WORK INSTRUCTION. Every line of the data, first to last, must be written out unchanged.

DATA FOR THIS EXERCISE.
+++

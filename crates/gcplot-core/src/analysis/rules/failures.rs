//! Collector failure-mode findings: a concurrent cycle losing the race
//! with allocation, promotion and evacuation failures, and degenerated
//! collectors falling back to full collections.

use crate::event::{Event, EventKind, Trigger};

use super::{DiagnosticRule, Finding, FindingCode, RuleContext, Severity};

pub struct ConcurrentModeFailureRule;

impl DiagnosticRule for ConcurrentModeFailureRule {
    fn code(&self) -> FindingCode {
        FindingCode::ConcurrentModeFailure
    }

    fn evaluate(&self, ctx: &RuleContext) -> Option<Finding> {
        (ctx.event.kind() == EventKind::ConcurrentModeFailure).then(|| Finding {
            code: self.code(),
            severity: Severity::Critical,
            at_event_index: ctx.event_index,
            message: format!(
                "concurrent mode failure: CMS lost the race with allocation ({} ms full collection)",
                ctx.event.duration_ms().unwrap_or(0)
            ),
        })
    }
}

pub struct ConcurrentModeInterruptedRule;

impl DiagnosticRule for ConcurrentModeInterruptedRule {
    fn code(&self) -> FindingCode {
        FindingCode::ConcurrentModeInterrupted
    }

    fn evaluate(&self, ctx: &RuleContext) -> Option<Finding> {
        (ctx.event.kind() == EventKind::ConcurrentModeInterrupted).then(|| Finding {
            code: self.code(),
            severity: Severity::Warning,
            at_event_index: ctx.event_index,
            message: "concurrent mode interrupted: a full collection cut the CMS cycle short"
                .to_string(),
        })
    }
}

pub struct PromotionFailureRule;

impl DiagnosticRule for PromotionFailureRule {
    fn code(&self) -> FindingCode {
        FindingCode::PromotionFailure
    }

    fn evaluate(&self, ctx: &RuleContext) -> Option<Finding> {
        let promotion_failed = ctx.event.trigger() == Trigger::PromotionFailed
            || matches!(
                ctx.event.kind(),
                EventKind::ParNewPromotionFailed | EventKind::DefNewPromotionFailed
            );
        promotion_failed.then(|| Finding {
            code: self.code(),
            severity: Severity::Critical,
            at_event_index: ctx.event_index,
            message: "promotion failed: the old generation could not absorb surviving objects"
                .to_string(),
        })
    }
}

pub struct EvacuationFailureRule;

impl DiagnosticRule for EvacuationFailureRule {
    fn code(&self) -> FindingCode {
        FindingCode::EvacuationFailure
    }

    fn evaluate(&self, ctx: &RuleContext) -> Option<Finding> {
        let exhausted = matches!(
            ctx.event.trigger(),
            Trigger::ToSpaceExhausted | Trigger::ToSpaceOverflow
        );
        exhausted.then(|| Finding {
            code: self.code(),
            severity: Severity::Critical,
            at_event_index: ctx.event_index,
            message: "evacuation failure: to-space exhausted during a G1 pause".to_string(),
        })
    }
}

pub struct DegeneratedCycleRule;

impl DiagnosticRule for DegeneratedCycleRule {
    fn code(&self) -> FindingCode {
        FindingCode::DegeneratedConcurrentCycle
    }

    fn evaluate(&self, ctx: &RuleContext) -> Option<Finding> {
        let degenerated = ctx.event.kind() == EventKind::ShenandoahDegenerated
            || ctx.event.kind() == EventKind::ShenandoahCancellingGc;
        degenerated.then(|| Finding {
            code: self.code(),
            severity: Severity::Warning,
            at_event_index: ctx.event_index,
            message: "a concurrent cycle degenerated into a stop-the-world collection".to_string(),
        })
    }
}

pub struct FullGcFallbackRule;

impl DiagnosticRule for FullGcFallbackRule {
    fn code(&self) -> FindingCode {
        FindingCode::FullGcFallback
    }

    fn evaluate(&self, ctx: &RuleContext) -> Option<Finding> {
        // An unrecoverable fault: the concurrent collector gave up
        // entirely and ran its full stop-the-world collection for a
        // non-explicit reason.
        let Event::Pause(pause) = ctx.event else {
            return None;
        };
        let fallback = matches!(pause.kind, EventKind::ShenandoahFull | EventKind::G1Full)
            && pause.trigger != Trigger::SystemGc
            && !pause.trigger.is_explicit_request();
        fallback.then(|| Finding {
            code: self.code(),
            severity: Severity::Critical,
            at_event_index: ctx.event_index,
            message: format!(
                "{} fell back to a full stop-the-world collection ({} ms)",
                ctx.family.name(),
                pause.duration_ms()
            ),
        })
    }
}

pub struct AllocationStallRule;

impl DiagnosticRule for AllocationStallRule {
    fn code(&self) -> FindingCode {
        FindingCode::AllocationStall
    }

    fn evaluate(&self, ctx: &RuleContext) -> Option<Finding> {
        (ctx.event.kind() == EventKind::ZAllocationStall).then(|| Finding {
            code: self.code(),
            severity: Severity::Critical,
            at_event_index: ctx.event_index,
            message: "allocation stalled waiting for the concurrent collector".to_string(),
        })
    }
}

#[cfg(test)]
mod tests {
    use super::*;
    use crate::analysis::Thresholds;
    use crate::event::{CollectorFamily, MemoryRegions, PauseEvent, SubPhases};

    fn pause(kind: EventKind, trigger: Trigger) -> Event {
        Event::Pause(PauseEvent {
            kind,
            timestamp_ms: 1000,
            duration_us: 100_000,
            trigger,
            regions: MemoryRegions::default(),
            worker: None,
            phases: SubPhases::default(),
            gc_id: None,
            perm_gen: false,
        })
    }

    fn ctx<'a>(event: &'a Event, thresholds: &'a Thresholds) -> RuleContext<'a> {
        RuleContext {
            event,
            family: CollectorFamily::Cms,
            event_index: 3,
            thresholds,
        }
    }

    #[test]
    fn test_concurrent_mode_failure_critical() {
        let t = Thresholds::default();
        let event = pause(EventKind::ConcurrentModeFailure, Trigger::PromotionFailed);
        let finding = ConcurrentModeFailureRule.evaluate(&ctx(&event, &t)).unwrap();
        assert_eq!(finding.severity, Severity::Critical);
    }

    #[test]
    fn test_promotion_failure_from_trigger_or_kind() {
        let t = Thresholds::default();
        let by_trigger = pause(EventKind::ParNew, Trigger::PromotionFailed);
        assert!(PromotionFailureRule.evaluate(&ctx(&by_trigger, &t)).is_some());

        let by_kind = pause(EventKind::DefNewPromotionFailed, Trigger::None);
        assert!(PromotionFailureRule.evaluate(&ctx(&by_kind, &t)).is_some());
    }

    #[test]
    fn test_evacuation_failure() {
        let t = Thresholds::default();
        let event = pause(EventKind::G1Young, Trigger::ToSpaceExhausted);
        assert!(EvacuationFailureRule.evaluate(&ctx(&event, &t)).is_some());
    }

    #[test]
    fn test_full_fallback_ignores_explicit() {
        let t = Thresholds::default();
        let explicit = pause(EventKind::G1Full, Trigger::SystemGc);
        assert!(FullGcFallbackRule.evaluate(&ctx(&explicit, &t)).is_none());

        let organic = pause(EventKind::G1Full, Trigger::AllocationFailure);
        assert!(FullGcFallbackRule.evaluate(&ctx(&organic, &t)).is_some());
    }
}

+++

FINISHED EXERCISE.
filename crates/gcplot-core/src/analysis/rules/failures.rs
//! Collector failure-mode findings: a concurrent cycle losing the race
//! with allocation, promotion and evacuation failures, and degenerated
//! collectors falling back to full collections.

use crate::event::{Event, EventKind, Trigger};

use super::{DiagnosticRule, Finding, FindingCode, RuleContext, Severity};

pub struct ConcurrentModeFailureRule;

impl DiagnosticRule for ConcurrentModeFailureRule {
    fn code(&self) -> FindingCode {
        FindingCode::ConcurrentModeFailure
    }

    fn evaluate(&self, ctx: &RuleContext) -> Option<Finding> {
        (ctx.event.kind() == EventKind::ConcurrentModeFailure).then(|| Finding {
            code: self.code(),
            severity: Severity::Critical,
            at_event_index: ctx.event_index,
            message: format!(
                "concurrent mode failure: CMS lost the race with allocation ({} ms full collection)",
                ctx.event.duration_ms().unwrap_or(0)
            ),
        })
    }
}

pub struct ConcurrentModeInterruptedRule;

impl DiagnosticRule for ConcurrentModeInterruptedRule {
    fn code(&self) -> FindingCode {
        FindingCode::ConcurrentModeInterrupted
    }

    fn evaluate(&self, ctx: &RuleContext) -> Option<Finding> {
        (ctx.event.kind() == EventKind::ConcurrentModeInterrupted).then(|| Finding {
            code: self.code(),
            severity: Severity::Warning,
            at_event_index: ctx.event_index,
            message: "concurrent mode interrupted: a full collection cut the CMS cycle short"
                .to_string(),
        })
    }
}

pub struct PromotionFailureRule;

impl DiagnosticRule for PromotionFailureRule {
    fn code(&self) -> FindingCode {
        FindingCode::PromotionFailure
    }

    fn evaluate(&self, ctx: &RuleContext) -> Option<Finding> {
        let promotion_failed = ctx.event.trigger() == Trigger::PromotionFailed
            || matches!(
                ctx.event.kind(),
                EventKind::ParNewPromotionFailed | EventKind::DefNewPromotionFailed
            );
        promotion_failed.then(|| Finding {
            code: self.code(),
            severity: Severity::Critical,
            at_event_index: ctx.event_index,
            message: "promotion failed: the old generation could not absorb surviving objects"
                .to_string(),
        })
    }
}

pub struct EvacuationFailureRule;

impl DiagnosticRule for EvacuationFailureRule {
    fn code(&self) -> FindingCode {
        FindingCode::EvacuationFailure
    }

    fn evaluate(&self, ctx: &RuleContext) -> Option<Finding> {
        let exhausted = matches!(
            ctx.event.trigger(),
            Trigger::ToSpaceExhausted | Trigger::ToSpaceOverflow
        );
        exhausted.then(|| Finding {
            code: self.code(),
            severity: Severity::Critical,
            at_event_index: ctx.event_index,
            message: "evacuation failure: to-space exhausted during a G1 pause".to_string(),
        })
    }
}

pub struct DegeneratedCycleRule;

impl DiagnosticRule for DegeneratedCycleRule {
    fn code(&self) -> FindingCode {
        FindingCode::DegeneratedConcurrentCycle
    }

    fn evaluate(&self, ctx: &RuleContext) -> Option<Finding> {
        let degenerated = ctx.event.kind() == EventKind::ShenandoahDegenerated
            || ctx.event.kind() == EventKind::ShenandoahCancellingGc;
        degenerated.then(|| Finding {
            code: self.code(),
            severity: Severity::Warning,
            at_event_index: ctx.event_index,
            message: "a concurrent cycle degenerated into a stop-the-world collection".to_string(),
        })
    }
}

pub struct FullGcFallbackRule;

impl DiagnosticRule for FullGcFallbackRule {
    fn code(&self) -> FindingCode {
        FindingCode::FullGcFallback
    }

    fn evaluate(&self, ctx: &RuleContext) -> Option<Finding> {
        // An unrecoverable fault: the concurrent collector gave up
        // entirely and ran its full stop-the-world collection for a
        // non-explicit reason.
        let Event::Pause(pause) = ctx.event else {
            return None;
        };
        let fallback = matches!(pause.kind, EventKind::ShenandoahFull | EventKind::G1Full)
            && pause.trigger != Trigger::SystemGc
            && !pause.trigger.is_explicit_request();
        fallback.then(|| Finding {
            code: self.code(),
            severity: Severity::Critical,
            at_event_index: ctx.event_index,
            message: format!(
                "{} fell back to a full stop-the-world collection ({} ms)",
                ctx.family.name(),
                pause.duration_ms()
            ),
        })
    }
}

pub struct AllocationStallRule;

impl DiagnosticRule for AllocationStallRule {
    fn code(&self) -> FindingCode {
        FindingCode::AllocationStall
    }

    fn evaluate(&self, ctx: &RuleContext) -> Option<Finding> {
        (ctx.event.kind() == EventKind::ZAllocationStall).then(|| Finding {
            code: self.code(),
            severity: Severity::Critical,
            at_event_index: ctx.event_index,
            message: "allocation stalled waiting for the concurrent collector".to_string(),
        })
    }
}

#[cfg(test)]
mod tests {
    use super::*;
    use crate::analysis::Thresholds;
    use crate::event::{CollectorFamily, MemoryRegions, PauseEvent, SubPhases};

    fn pause(kind: EventKind, trigger: Trigger) -> Event {
        Event::Pause(PauseEvent {
            kind,
            timestamp_ms: 1000,
            duration_us: 100_000,
            trigger,
            regions: MemoryRegions::default(),
            worker: None,
            phases: SubPhases::default(),
            gc_id: None,
            perm_gen: false,
        })
    }

    fn ctx<'a>(event: &'a Event, thresholds: &'a Thresholds) -> RuleContext<'a> {
        RuleContext {
            event,
            family: CollectorFamily::Cms,
            event_index: 3,
            thresholds,
        }
    }

    #[test]
    fn test_concurrent_mode_failure_critical() {
        let t = Thresholds::default();
        let event = pause(EventKind::ConcurrentModeFailure, Trigger::PromotionFailed);
        let finding = ConcurrentModeFailureRule.evaluate(&ctx(&event, &t)).unwrap();
        assert_eq!(finding.severity, Severity::Critical);
    }

    #[test]
    fn test_promotion_failure_from_trigger_or_kind() {
        let t = Thresholds::default();
        let by_trigger = pause(EventKind::ParNew, Trigger::PromotionFailed);
        assert!(PromotionFailureRule.evaluate(&ctx(&by_trigger, &t)).is_some());

        let by_kind = pause(EventKind::DefNewPromotionFailed, Trigger::None);
        assert!(PromotionFailureRule.evaluate(&ctx(&by_kind, &t)).is_some());
    }

    #[test]
    fn test_evacuation_failure() {
        let t = Thresholds::default();
        let event = pause(EventKind::G1Young, Trigger::ToSpaceExhausted);
        assert!(EvacuationFailureRule.evaluate(&ctx(&event, &t)).is_some());
    }

    #[test]
    fn test_full_fallback_ignores_explicit() {
        let t = Thresholds::default();
        let explicit = pause(EventKind::G1Full, Trigger::SystemGc);
        assert!(FullGcFallbackRule.evaluate(&ctx(&explicit, &t)).is_none());

        let organic = pause(EventKind::G1Full, Trigger::AllocationFailure);
        assert!(FullGcFallbackRule.evaluate(&ctx(&organic, &t)).is_some());
    }
}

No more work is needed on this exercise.